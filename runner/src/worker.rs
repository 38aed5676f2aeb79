use crate::{
    checkpoint::CheckpointWriter,
    config::{Retention, RunConfig},
    executors::{ExecutorError, Executors, Invocation, RunOutcome},
    layout::RunLayout,
    tasks::Task,
};
use std::{fs, io, path::PathBuf, sync::Barrier, time::Duration};
use thiserror::Error;
use tracing::{debug, error, info, warn};

#[derive(Error, Debug)]
pub enum WorkerError {
    #[error("failed to create checkpoint directory {}", path.display())]
    Setup {
        path: PathBuf,
        source: io::Error,
    },
    #[error("failed to prepare scratch directory {}", path.display())]
    Scratch {
        path: PathBuf,
        source: io::Error,
    },
    #[error("failed to append to checkpoint file {}", path.display())]
    Checkpoint {
        path: PathBuf,
        source: io::Error,
    },
    #[error(transparent)]
    Executor(#[from] ExecutorError),
}

/// identity of one worker inside the fixed pool, injected at startup so
/// partition and path computations stay pure functions of it
#[derive(Debug, Clone, Copy)]
pub struct WorkerContext {
    pub rank: usize,
    pub total: usize,
}

impl WorkerContext {
    pub fn new(rank: usize, total: usize) -> Self {
        Self { rank, total }
    }

    /// rank 0 creates shared directories and owns the combined output
    pub fn is_coordinator(&self) -> bool {
        self.rank == 0
    }
}

/// everything a worker needs beyond its own identity
pub struct WorkerEnv<'a> {
    pub config: &'a RunConfig,
    pub layout: &'a RunLayout,
    pub executors: &'a Executors,
    /// passed by every worker between directory setup and the first
    /// checkpoint write
    pub setup_barrier: &'a Barrier,
}

/// one retained task result, paired with its global index for the final
/// reassembly
#[derive(Debug, Clone, PartialEq, Eq)]
pub struct TaskResult {
    pub index: i64,
    pub output: String,
}

/// what one worker hands to the collector after its loop
#[derive(Debug, Default)]
pub struct WorkerReport {
    pub results: Vec<TaskResult>,
    pub completed: usize,
    pub timed_out: usize,
    pub failed: usize,
}

/// render the input deck for one task by placeholder substitution
pub fn render_payload(template: &str, task: &Task) -> String {
    template
        .replace("{attribute1}", &task.attribute1.to_string())
        .replace("{attribute2}", &task.attribute2.to_string())
        .replace("{index}", &task.index.to_string())
}

/// the per-worker task loop: run every assigned task in order, checkpoint
/// as configured and collect the results to gather
pub fn run_worker(
    ctx: WorkerContext,
    env: &WorkerEnv,
    tasks: &[Task],
) -> Result<WorkerReport, WorkerError> {
    info!(rank = ctx.rank, assigned = tasks.len(), "Worker started");

    // the coordinator creates the shared checkpoint directory exactly
    // once; nobody may write a checkpoint before the barrier is passed
    let setup = if ctx.is_coordinator() {
        fs::create_dir_all(env.layout.checkpoint_dir())
    } else {
        Ok(())
    };
    env.setup_barrier.wait();
    setup.map_err(|source| WorkerError::Setup {
        path: env.layout.checkpoint_dir(),
        source,
    })?;

    let checkpoint = CheckpointWriter::new(env.layout.checkpoint_file(ctx.rank));
    let timeout = Duration::from_secs(env.config.execution.timeout);
    let mut report = WorkerReport::default();

    for task in tasks {
        let workdir = if env.config.execution.isolate_tasks {
            env.layout.task_scratch_dir(ctx.rank, task.index)
        } else {
            env.layout.scratch_dir(ctx.rank)
        };
        // idempotent, the directory is reused across tasks unless
        // isolation is on
        fs::create_dir_all(&workdir).map_err(|source| WorkerError::Scratch {
            path: workdir.clone(),
            source,
        })?;

        let payload = render_payload(&env.config.simulator.payload, task);
        debug!(
            "Processing task {} with timeout {}s in {}",
            task.index,
            timeout.as_secs(),
            workdir.display()
        );

        let outcome = env.executors.run(&Invocation {
            payload: &payload,
            workdir: &workdir,
            timeout,
        })?;

        match outcome {
            RunOutcome::Completed(output) if output.status.success() => {
                let formatted = format!(
                    "Output for attribute1 {} and attribute2 {}: {}",
                    task.attribute1, task.attribute2, output.stdout
                );
                debug!(
                    "Finished task {} in {} ms | status: {}",
                    task.index,
                    output.runtime.as_millis(),
                    output.status.success()
                );

                append_entry(&checkpoint, task.index, output.runtime, &formatted)?;
                report.results.push(TaskResult {
                    index: task.index,
                    output: formatted,
                });
                report.completed += 1;
            }
            RunOutcome::Completed(output) => {
                error!(
                    index = task.index,
                    status = %output.status,
                    stdout = %output.stdout,
                    stderr = %output.stderr,
                    "Simulator run failed"
                );

                let formatted = format!(
                    "Output for attribute1 {} and attribute2 {}: failed with {}",
                    task.attribute1, task.attribute2, output.status
                );
                retain(
                    env.config.retention.failures,
                    &checkpoint,
                    &mut report,
                    task,
                    output.runtime,
                    formatted,
                )?;
                report.failed += 1;
            }
            RunOutcome::TimedOut { runtime } => {
                warn!(
                    "Execution timed out for {} and attribute2 {}",
                    task.attribute1, task.attribute2
                );

                let formatted = format!(
                    "Output for {} and attribute2 {}: timeout",
                    task.attribute1, task.attribute2
                );
                retain(
                    env.config.retention.timeouts,
                    &checkpoint,
                    &mut report,
                    task,
                    runtime,
                    formatted,
                )?;
                report.timed_out += 1;
            }
        }
    }

    info!(
        rank = ctx.rank,
        completed = report.completed,
        timed_out = report.timed_out,
        failed = report.failed,
        "Worker finished"
    );

    Ok(report)
}

/// apply the configured retention policy to a non-successful outcome
fn retain(
    policy: Retention,
    checkpoint: &CheckpointWriter,
    report: &mut WorkerReport,
    task: &Task,
    elapsed: Duration,
    formatted: String,
) -> Result<(), WorkerError> {
    match policy {
        Retention::Keep => {
            append_entry(checkpoint, task.index, elapsed, &formatted)?;
            report.results.push(TaskResult {
                index: task.index,
                output: formatted,
            });
        }
        Retention::Checkpoint => append_entry(checkpoint, task.index, elapsed, &formatted)?,
        Retention::Drop => {}
    }

    Ok(())
}

fn append_entry(
    checkpoint: &CheckpointWriter,
    index: i64,
    elapsed: Duration,
    output: &str,
) -> Result<(), WorkerError> {
    checkpoint
        .append(index, elapsed, output)
        .map_err(|source| WorkerError::Checkpoint {
            path: checkpoint.path().to_path_buf(),
            source,
        })
}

What you should do -> When a line in the listing includes the word "results", report that line in full.

Exercise response ->
    pub results: Vec<TaskResult>,
/// as configured and collect the results to gather
                report.results.push(TaskResult {
            report.results.push(TaskResult {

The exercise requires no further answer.